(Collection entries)
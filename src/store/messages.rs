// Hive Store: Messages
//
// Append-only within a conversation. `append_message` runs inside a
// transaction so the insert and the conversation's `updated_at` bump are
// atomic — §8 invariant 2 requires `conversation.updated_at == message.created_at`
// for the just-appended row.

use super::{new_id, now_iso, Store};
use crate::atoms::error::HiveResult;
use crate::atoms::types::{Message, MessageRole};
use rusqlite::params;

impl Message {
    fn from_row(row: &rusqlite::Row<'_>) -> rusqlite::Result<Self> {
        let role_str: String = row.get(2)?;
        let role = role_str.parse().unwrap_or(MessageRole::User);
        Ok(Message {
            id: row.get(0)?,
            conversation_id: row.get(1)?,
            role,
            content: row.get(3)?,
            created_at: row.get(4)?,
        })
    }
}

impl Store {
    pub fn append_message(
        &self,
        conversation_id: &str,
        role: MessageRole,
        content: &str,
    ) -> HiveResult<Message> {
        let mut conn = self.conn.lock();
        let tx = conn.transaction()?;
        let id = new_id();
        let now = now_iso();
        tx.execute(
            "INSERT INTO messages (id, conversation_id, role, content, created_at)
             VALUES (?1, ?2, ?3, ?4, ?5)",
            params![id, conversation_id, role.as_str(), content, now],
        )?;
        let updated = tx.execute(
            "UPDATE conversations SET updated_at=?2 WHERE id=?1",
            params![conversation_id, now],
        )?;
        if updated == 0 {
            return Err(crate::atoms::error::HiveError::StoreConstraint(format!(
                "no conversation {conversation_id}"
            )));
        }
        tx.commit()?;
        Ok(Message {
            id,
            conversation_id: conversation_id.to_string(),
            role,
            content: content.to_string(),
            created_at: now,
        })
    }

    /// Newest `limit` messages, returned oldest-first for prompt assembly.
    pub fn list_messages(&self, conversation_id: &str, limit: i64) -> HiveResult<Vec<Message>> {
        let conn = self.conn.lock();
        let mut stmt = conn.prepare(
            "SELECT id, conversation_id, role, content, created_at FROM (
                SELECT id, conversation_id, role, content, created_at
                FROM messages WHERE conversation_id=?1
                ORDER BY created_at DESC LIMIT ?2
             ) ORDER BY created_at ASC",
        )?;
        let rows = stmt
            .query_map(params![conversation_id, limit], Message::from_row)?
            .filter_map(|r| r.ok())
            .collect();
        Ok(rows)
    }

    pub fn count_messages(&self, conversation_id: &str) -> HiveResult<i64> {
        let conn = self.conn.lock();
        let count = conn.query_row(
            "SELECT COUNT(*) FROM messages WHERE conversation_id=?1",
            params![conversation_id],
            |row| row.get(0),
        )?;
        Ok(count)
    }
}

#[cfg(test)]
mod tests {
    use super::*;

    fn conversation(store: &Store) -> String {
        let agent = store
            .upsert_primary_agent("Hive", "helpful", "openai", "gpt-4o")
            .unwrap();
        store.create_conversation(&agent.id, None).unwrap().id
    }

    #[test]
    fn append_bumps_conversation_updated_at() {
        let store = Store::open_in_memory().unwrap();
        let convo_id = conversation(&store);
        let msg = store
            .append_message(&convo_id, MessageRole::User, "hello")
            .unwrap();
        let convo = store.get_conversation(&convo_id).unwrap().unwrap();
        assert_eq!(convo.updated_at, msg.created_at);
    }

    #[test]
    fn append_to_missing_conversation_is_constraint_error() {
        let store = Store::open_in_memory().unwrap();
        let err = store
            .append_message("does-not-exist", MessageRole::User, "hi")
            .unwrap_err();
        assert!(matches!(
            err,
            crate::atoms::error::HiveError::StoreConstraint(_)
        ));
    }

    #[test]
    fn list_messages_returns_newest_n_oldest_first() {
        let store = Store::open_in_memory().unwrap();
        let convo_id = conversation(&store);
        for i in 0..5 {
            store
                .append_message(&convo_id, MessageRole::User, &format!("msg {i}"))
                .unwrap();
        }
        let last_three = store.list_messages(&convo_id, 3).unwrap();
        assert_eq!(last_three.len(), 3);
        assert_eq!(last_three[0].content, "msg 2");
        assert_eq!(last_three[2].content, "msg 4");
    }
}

# About this task:
Each line above needs to be returned exactly as it is.

# Completed task:
filename src/store/messages.rs
// Hive Store: Messages
//
// Append-only within a conversation. `append_message` runs inside a
// transaction so the insert and the conversation's `updated_at` bump are
// atomic — §8 invariant 2 requires `conversation.updated_at == message.created_at`
// for the just-appended row.

use super::{new_id, now_iso, Store};
use crate::atoms::error::HiveResult;
use crate::atoms::types::{Message, MessageRole};
use rusqlite::params;

impl Message {
    fn from_row(row: &rusqlite::Row<'_>) -> rusqlite::Result<Self> {
        let role_str: String = row.get(2)?;
        let role = role_str.parse().unwrap_or(MessageRole::User);
        Ok(Message {
            id: row.get(0)?,
            conversation_id: row.get(1)?,
            role,
            content: row.get(3)?,
            created_at: row.get(4)?,
        })
    }
}

impl Store {
    pub fn append_message(
        &self,
        conversation_id: &str,
        role: MessageRole,
        content: &str,
    ) -> HiveResult<Message> {
        let mut conn = self.conn.lock();
        let tx = conn.transaction()?;
        let id = new_id();
        let now = now_iso();
        tx.execute(
            "INSERT INTO messages (id, conversation_id, role, content, created_at)
             VALUES (?1, ?2, ?3, ?4, ?5)",
            params![id, conversation_id, role.as_str(), content, now],
        )?;
        let updated = tx.execute(
            "UPDATE conversations SET updated_at=?2 WHERE id=?1",
            params![conversation_id, now],
        )?;
        if updated == 0 {
            return Err(crate::atoms::error::HiveError::StoreConstraint(format!(
                "no conversation {conversation_id}"
            )));
        }
        tx.commit()?;
        Ok(Message {
            id,
            conversation_id: conversation_id.to_string(),
            role,
            content: content.to_string(),
            created_at: now,
        })
    }

    /// Newest `limit` messages, returned oldest-first for prompt assembly.
    pub fn list_messages(&self, conversation_id: &str, limit: i64) -> HiveResult<Vec<Message>> {
        let conn = self.conn.lock();
        let mut stmt = conn.prepare(
            "SELECT id, conversation_id, role, content, created_at FROM (
                SELECT id, conversation_id, role, content, created_at
                FROM messages WHERE conversation_id=?1
                ORDER BY created_at DESC LIMIT ?2
             ) ORDER BY created_at ASC",
        )?;
        let rows = stmt
            .query_map(params![conversation_id, limit], Message::from_row)?
            .filter_map(|r| r.ok())
            .collect();
        Ok(rows)
    }

    pub fn count_messages(&self, conversation_id: &str) -> HiveResult<i64> {
        let conn = self.conn.lock();
        let count = conn.query_row(
            "SELECT COUNT(*) FROM messages WHERE conversation_id=?1",
            params![conversation_id],
            |row| row.get(0),
        )?;
        Ok(count)
    }
}

#[cfg(test)]
mod tests {
    use super::*;

    fn conversation(store: &Store) -> String {
        let agent = store
            .upsert_primary_agent("Hive", "helpful", "openai", "gpt-4o")
            .unwrap();
        store.create_conversation(&agent.id, None).unwrap().id
    }

    #[test]
    fn append_bumps_conversation_updated_at() {
        let store = Store::open_in_memory().unwrap();
        let convo_id = conversation(&store);
        let msg = store
            .append_message(&convo_id, MessageRole::User, "hello")
            .unwrap();
        let convo = store.get_conversation(&convo_id).unwrap().unwrap();
        assert_eq!(convo.updated_at, msg.created_at);
    }

    #[test]
    fn append_to_missing_conversation_is_constraint_error() {
        let store = Store::open_in_memory().unwrap();
        let err = store
            .append_message("does-not-exist", MessageRole::User, "hi")
            .unwrap_err();
        assert!(matches!(
            err,
            crate::atoms::error::HiveError::StoreConstraint(_)
        ));
    }

    #[test]
    fn list_messages_returns_newest_n_oldest_first() {
        let store = Store::open_in_memory().unwrap();
        let convo_id = conversation(&store);
        for i in 0..5 {
            store
                .append_message(&convo_id, MessageRole::User, &format!("msg {i}"))
                .unwrap();
        }
        let last_three = store.list_messages(&convo_id, 3).unwrap();
        assert_eq!(last_three.len(), 3);
        assert_eq!(last_three[0].content, "msg 2");
        assert_eq!(last_three[2].content, "msg 4");
    }
}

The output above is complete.